The move to increase troop security comes in part as a response to exercise-logging company Strava publishing a map compiling its users' activity.
Combatant commanders may authorize the use of geolocation capabilities on non-government devices, applications, and services in operational areas after conducting a "threat-based comprehensive Operations Security (OPSEC) survey", according to the memo.
After taking their time, higher-ups at the Pentagon decided that the Global Positioning System functionality on mobile devices is a security risk and information from them can be used by enemies of the United States, even if app developers don't voluntarily share it with the world. The map showed bright spots of activity in places such as Syria and Somalia, where there were otherwise few users of fitness trackers.
Deployed personnel are in "operational areas", and commanders will make a determination on other areas where this policy may apply.
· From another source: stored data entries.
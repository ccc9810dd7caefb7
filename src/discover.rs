use std::path::{Path, PathBuf};

/// Find every `*.<ext>` file under `dir`, recursively, sorted by path.
///
/// Unreadable entries are logged and skipped.
pub fn find_reports(dir: &Path, ext: &str) -> Result<Vec<PathBuf>, glob::PatternError> {
    let base = glob::Pattern::escape(&dir.to_string_lossy());
    let pattern = format!("{base}/**/*.{}", glob::Pattern::escape(ext));

    let mut paths = Vec::new();
    for entry in glob::glob(&pattern)? {
        match entry {
            Ok(path) if path.is_file() => paths.push(path),
            Ok(_) => {}
            Err(e) => {
                tracing::warn!(error = %e, "skipping unreadable path during discovery");
            }
        }
    }
    paths.sort();
    Ok(paths)
}

/// Where the table for `report` is written: same directory, new extension.
pub fn table_path_for(report: &Path, ext: &str) -> PathBuf {
    report.with_extension(ext)
}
Pentagon spokesperson Col. Rob Manning told reporters on Monday that the new policy ensures "we're not giving the enemy an unfair advantage", while at the same time "keeping pace with technology".
Manning said the department will continue to study the risk associated with these devices and change the policy as needed. It includes physical fitness aids, applications in phones that track locations, and other devices and apps that pinpoint and track the location of individuals.
The Pentagon immediately launched a review. But it also stopped short of banning the devices, and instead made clear that cellphones can still be used in common areas and other offices in the Pentagon if classified information is not present.
Military officials are set to create risk management guidelines and new training for those devices within 30 days, the report said.